== Brief ==
Read the entries below and pull out each line with the string "Clone".
START Records to use
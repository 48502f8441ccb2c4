//
// Copyright 2026 Hans W. Uhlig. All Rights Reserved.
//
// Licensed under the Apache License, Version 2.0 (the "License");
// you may not use this file except in compliance with the License.
// You may obtain a copy of the License at
//
//      http://www.apache.org/licenses/LICENSE-2.0
//
// Unless required by applicable law or agreed to in writing, software
// distributed under the License is distributed on an "AS IS" BASIS,
// WITHOUT WARRANTIES OR CONDITIONS OF ANY KIND, either express or implied.
// See the License for the specific language governing permissions and
// limitations under the License.
//


use std::collections::{BTreeMap, BTreeSet};
use std::fmt;

/// Compression algorithm a transport can apply to its payloads.
///
/// # Examples
///
/// ```rust
/// use switchyard::capabilities::CompressionType;
///
/// assert_eq!(CompressionType::Zstd.as_str(), "zstd");
/// assert_eq!(format!("{}", CompressionType::Gzip), "gzip");
/// ```
#[derive(Debug, Clone, Copy, PartialEq, Eq, PartialOrd, Ord, Hash)]
#[cfg_attr(feature = "serde", derive(serde::Serialize, serde::Deserialize))]
#[cfg_attr(feature = "serde", serde(rename_all = "lowercase"))]
pub enum CompressionType {
    /// Gzip (RFC 1952)
    Gzip,
    /// Zstandard
    Zstd,
    /// Snappy
    Snappy,
    /// Brotli
    Brotli,
    /// LZ4
    Lz4,
}

impl CompressionType {
    /// Returns the identifier of this algorithm.
    pub fn as_str(&self) -> &'static str {
        match self {
            Self::Gzip => "gzip",
            Self::Zstd => "zstd",
            Self::Snappy => "snappy",
            Self::Brotli => "brotli",
            Self::Lz4 => "lz4",
        }
    }
}

impl fmt::Display for CompressionType {
    fn fmt(&self, f: &mut fmt::Formatter<'_>) -> fmt::Result {
        write!(f, "{}", self.as_str())
    }
}

/// Security feature a transport can provide.
///
/// `Custom` covers deployment-specific mechanisms; two custom features match
/// only when their identifiers are equal.
#[derive(Debug, Clone, PartialEq, Eq, PartialOrd, Ord, Hash)]
#[cfg_attr(feature = "serde", derive(serde::Serialize, serde::Deserialize))]
#[cfg_attr(feature = "serde", serde(rename_all = "lowercase"))]
pub enum SecurityFeature {
    /// Transport layer security
    Tls,
    /// Mutual TLS
    Mtls,
    /// JSON web token authentication
    Jwt,
    /// Static API key authentication
    #[cfg_attr(feature = "serde", serde(rename = "api-key"))]
    ApiKey,
    /// OAuth 2.0 bearer tokens
    #[cfg_attr(feature = "serde", serde(rename = "oauth2"))]
    OAuth2,
    /// Deployment-specific feature identified by name
    Custom(String),
}

impl SecurityFeature {
    /// Returns the identifier of this feature.
    ///
    /// ```rust
    /// use switchyard::capabilities::SecurityFeature;
    ///
    /// assert_eq!(SecurityFeature::ApiKey.as_str(), "api-key");
    /// assert_eq!(SecurityFeature::Custom("hmac".into()).as_str(), "hmac");
    /// ```
    pub fn as_str(&self) -> &str {
        match self {
            Self::Tls => "tls",
            Self::Mtls => "mtls",
            Self::Jwt => "jwt",
            Self::ApiKey => "api-key",
            Self::OAuth2 => "oauth2",
            Self::Custom(name) => name,
        }
    }
}

impl fmt::Display for SecurityFeature {
    fn fmt(&self, f: &mut fmt::Formatter<'_>) -> fmt::Result {
        write!(f, "{}", self.as_str())
    }
}

/// Value of a custom transport feature.
///
/// Features cover transport-specific settings that have no dedicated field
/// in [`Capabilities`], such as flow-control windows or codec names. With the
/// `serde` feature the value maps to plain JSON booleans, integers, strings
/// and arrays.
///
/// # Examples
///
/// ```rust
/// use switchyard::capabilities::FeatureValue;
///
/// assert_eq!(FeatureValue::from(64).as_integer(), Some(64));
/// assert_eq!(FeatureValue::from("cbor").to_string(), "cbor");
/// ```
#[derive(Debug, Clone, PartialEq, Eq, PartialOrd, Ord, Hash)]
#[cfg_attr(feature = "serde", derive(serde::Serialize, serde::Deserialize))]
#[cfg_attr(feature = "serde", serde(untagged))]
pub enum FeatureValue {
    /// A flag
    Bool(bool),
    /// A signed integer
    Integer(i64),
    /// A string
    Text(String),
    /// An ordered list of values
    List(Vec<FeatureValue>),
}

impl FeatureValue {
    /// Returns the flag, if this is a `Bool`.
    pub fn as_bool(&self) -> Option<bool> {
        match self {
            Self::Bool(value) => Some(*value),
            _ => None,
        }
    }

    /// Returns the integer, if this is an `Integer`.
    pub fn as_integer(&self) -> Option<i64> {
        match self {
            Self::Integer(value) => Some(*value),
            _ => None,
        }
    }

    /// Returns the string, if this is a `Text`.
    pub fn as_str(&self) -> Option<&str> {
        match self {
            Self::Text(value) => Some(value),
            _ => None,
        }
    }
}

impl fmt::Display for FeatureValue {
    fn fmt(&self, f: &mut fmt::Formatter<'_>) -> fmt::Result {
        match self {
            Self::Bool(value) => write!(f, "{}", value),
            Self::Integer(value) => write!(f, "{}", value),
            Self::Text(value) => write!(f, "{}", value),
            Self::List(values) => {
                write!(f, "[")?;
                for (i, value) in values.iter().enumerate() {
                    if i > 0 {
                        write!(f, ", ")?;
                    }
                    write!(f, "{}", value)?;
                }
                write!(f, "]")
            }
        }
    }
}

impl From<bool> for FeatureValue {
    fn from(value: bool) -> Self {
        Self::Bool(value)
    }
}

impl From<i64> for FeatureValue {
    fn from(value: i64) -> Self {
        Self::Integer(value)
    }
}

impl From<i32> for FeatureValue {
    fn from(value: i32) -> Self {
        Self::Integer(i64::from(value))
    }
}

impl From<&str> for FeatureValue {
    fn from(value: &str) -> Self {
        Self::Text(value.to_string())
    }
}

impl From<String> for FeatureValue {
    fn from(value: String) -> Self {
        Self::Text(value)
    }
}

impl From<Vec<FeatureValue>> for FeatureValue {
    fn from(values: Vec<FeatureValue>) -> Self {
        Self::List(values)
    }
}

/// Describes what a transport type supports.
///
/// Capabilities are supplied once per transport type when it is registered
/// and are treated as an immutable value afterwards. The default value is the
/// zero value: it advertises no capabilities at all, so a transport without
/// registered capabilities only satisfies empty requirements.
///
/// # Examples
///
/// ```rust
/// use switchyard::capabilities::{Capabilities, CompressionType, SecurityFeature};
///
/// let websocket = Capabilities::new()
///     .with_streaming(true)
///     .with_bidirectional(true)
///     .with_compression(CompressionType::Gzip)
///     .with_max_message_size(1024 * 1024)
///     .with_security(SecurityFeature::Tls);
///
/// assert!(websocket.streaming);
/// assert!(websocket.supports_compression());
/// assert!(!websocket.is_unbounded());
/// ```
#[derive(Debug, Clone, Default, PartialEq, Eq)]
#[cfg_attr(feature = "serde", derive(serde::Serialize, serde::Deserialize))]
#[cfg_attr(feature = "serde", serde(default))]
pub struct Capabilities {
    /// Whether the transport can stream a sequence of messages
    pub streaming: bool,

    /// Whether both peers can send at any time
    pub bidirectional: bool,

    /// Whether several logical streams can share one connection
    pub multiplexing: bool,

    /// Whether the transport reconnects on its own after a failure
    pub reconnection: bool,

    /// Supported compression algorithms (empty means unsupported)
    pub compression: BTreeSet<CompressionType>,

    /// Largest message in bytes (0 means unbounded)
    pub max_message_size: u64,

    /// Supported security features
    pub security: BTreeSet<SecurityFeature>,

    /// Version of the transport's protocol, if it advertises one
    pub protocol_version: Option<String>,

    /// Transport-specific features keyed by name
    pub features: BTreeMap<String, FeatureValue>,
}

impl Capabilities {
    /// Creates an empty capability set.
    pub fn new() -> Self {
        Self::default()
    }

    /// Sets streaming support.
    pub fn with_streaming(mut self, streaming: bool) -> Self {
        self.streaming = streaming;
        self
    }

    /// Sets bidirectional support.
    pub fn with_bidirectional(mut self, bidirectional: bool) -> Self {
        self.bidirectional = bidirectional;
        self
    }

    /// Sets multiplexing support.
    pub fn with_multiplexing(mut self, multiplexing: bool) -> Self {
        self.multiplexing = multiplexing;
        self
    }

    /// Sets automatic reconnection support.
    pub fn with_reconnection(mut self, reconnection: bool) -> Self {
        self.reconnection = reconnection;
        self
    }

    /// Adds a supported compression algorithm.
    pub fn with_compression(mut self, algorithm: CompressionType) -> Self {
        self.compression.insert(algorithm);
        self
    }

    /// Sets the maximum message size in bytes (0 for unbounded).
    pub fn with_max_message_size(mut self, bytes: u64) -> Self {
        self.max_message_size = bytes;
        self
    }

    /// Adds a supported security feature.
    pub fn with_security(mut self, feature: SecurityFeature) -> Self {
        self.security.insert(feature);
        self
    }

    /// Sets the advertised protocol version.
    pub fn with_protocol_version(mut self, version: impl Into<String>) -> Self {
        self.protocol_version = Some(version.into());
        self
    }

    /// Sets a custom feature, replacing any previous value for `key`.
    pub fn with_feature(mut self, key: impl Into<String>, value: impl Into<FeatureValue>) -> Self {
        self.features.insert(key.into(), value.into());
        self
    }

    /// Returns the value of a custom feature.
    pub fn feature(&self, key: &str) -> Option<&FeatureValue> {
        self.features.get(key)
    }

    /// Returns `true` if at least one compression algorithm is supported.
    pub fn supports_compression(&self) -> bool {
        !self.compression.is_empty()
    }

    /// Returns `true` if the transport has no message size limit.
    pub fn is_unbounded(&self) -> bool {
        self.max_message_size == 0
    }
}

#[cfg(test)]
mod tests {
    use super::*;

    #[test]
    fn test_default_is_empty() {
        let caps = Capabilities::default();
        assert!(!caps.streaming);
        assert!(!caps.bidirectional);
        assert!(!caps.multiplexing);
        assert!(!caps.reconnection);
        assert!(!caps.supports_compression());
        assert!(caps.is_unbounded());
        assert!(caps.security.is_empty());
        assert!(caps.protocol_version.is_none());
        assert!(caps.features.is_empty());
    }

    #[test]
    fn test_features() {
        let caps = Capabilities::new()
            .with_feature("window", 64)
            .with_feature("codec", "cbor")
            .with_feature("window", 128);

        assert_eq!(caps.features.len(), 2);
        assert_eq!(caps.feature("window").and_then(FeatureValue::as_integer), Some(128));
        assert_eq!(caps.feature("codec").and_then(FeatureValue::as_str), Some("cbor"));
        assert_eq!(caps.feature("missing"), None);
    }

    #[test]
    fn test_feature_value_display() {
        let list = FeatureValue::from(vec![FeatureValue::from(true), FeatureValue::from("x")]);
        assert_eq!(list.to_string(), "[true, x]");
        assert_eq!(FeatureValue::from(-3).to_string(), "-3");
        assert_eq!(FeatureValue::from(false).as_bool(), Some(false));
        assert_eq!(FeatureValue::from(1).as_bool(), None);
    }

    #[test]
    fn test_builder_methods() {
        let caps = Capabilities::new()
            .with_streaming(true)
            .with_multiplexing(true)
            .with_compression(CompressionType::Zstd)
            .with_compression(CompressionType::Zstd)
            .with_security(SecurityFeature::Mtls)
            .with_max_message_size(4096)
            .with_protocol_version("1.1");

        assert!(caps.streaming);
        assert!(caps.multiplexing);
        assert_eq!(caps.compression.len(), 1);
        assert!(caps.security.contains(&SecurityFeature::Mtls));
        assert_eq!(caps.max_message_size, 4096);
        assert_eq!(caps.protocol_version.as_deref(), Some("1.1"));
    }

    #[test]
    fn test_compression_display() {
        assert_eq!(format!("{}", CompressionType::Brotli), "brotli");
        assert_eq!(CompressionType::Lz4.as_str(), "lz4");
        assert_eq!(CompressionType::Snappy.as_str(), "snappy");
    }

    #[test]
    fn test_security_display() {
        assert_eq!(format!("{}", SecurityFeature::OAuth2), "oauth2");
        assert_eq!(format!("{}", SecurityFeature::Custom("sig".into())), "sig");
        assert_ne!(
            SecurityFeature::Custom("a".into()),
            SecurityFeature::Custom("b".into())
        );
    }

    #[cfg(feature = "serde")]
    #[test]
    fn test_capabilities_from_partial_json() {
        let caps: Capabilities = serde_json::from_str(
            r#"{"streaming": true, "compression": ["gzip", "lz4"], "security": ["tls", "api-key"]}"#,
        )
        .unwrap();

        assert!(caps.streaming);
        assert!(!caps.bidirectional);
        assert!(caps.compression.contains(&CompressionType::Lz4));
        assert!(caps.security.contains(&SecurityFeature::ApiKey));
        assert_eq!(caps.max_message_size, 0);
        assert!(caps.features.is_empty());
    }

    #[cfg(feature = "serde")]
    #[test]
    fn test_features_from_json() {
        let caps: Capabilities = serde_json::from_str(
            r#"{"features": {"zero-copy": true, "window": 64, "codec": "cbor", "modes": ["a", 1]}}"#,
        )
        .unwrap();

        assert_eq!(caps.feature("zero-copy"), Some(&FeatureValue::Bool(true)));
        assert_eq!(caps.feature("window"), Some(&FeatureValue::Integer(64)));
        assert_eq!(caps.feature("codec"), Some(&FeatureValue::Text("cbor".into())));
        assert_eq!(
            caps.feature("modes"),
            Some(&FeatureValue::List(vec![
                FeatureValue::Text("a".into()),
                FeatureValue::Integer(1)
            ]))
        );
    }
}
//
// Copyright 2026 Hans W. Uhlig. All Rights Reserved.
//
// Licensed under the Apache License, Version 2.0 (the "License");
// you may not use this file except in compliance with the License.
// You may obtain a copy of the License at
//
//      http://www.apache.org/licenses/LICENSE-2.0
//
// Unless required by applicable law or agreed to in writing, software
// distributed under the License is distributed on an "AS IS" BASIS,
// WITHOUT WARRANTIES OR CONDITIONS OF ANY KIND, either express or implied.
// See the License for the specific language governing permissions and
// limitations under the License.
//


//! The factory seam between the registry and concrete transports.
//!
//! The registry never builds transports itself. It asks a
//! [`TransportFactory`] which transport types exist and, once a name has been
//! selected, asks the same factory to build an instance from a caller-supplied
//! configuration. [`MemoryFactory`] is an in-process implementation driven by
//! constructor closures, useful for tests and for embedding.

mod error;
mod memory;
mod traits;

pub use error::CreationError;
pub use memory::MemoryFactory;
pub use traits::TransportFactory;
END Records to use
== Answer section ==
#[derive(Debug, Clone, Copy, PartialEq, Eq, PartialOrd, Ord, Hash)]
#[derive(Debug, Clone, PartialEq, Eq, PartialOrd, Ord, Hash)]
#[derive(Debug, Clone, PartialEq, Eq, PartialOrd, Ord, Hash)]
#[derive(Debug, Clone, Default, PartialEq, Eq)]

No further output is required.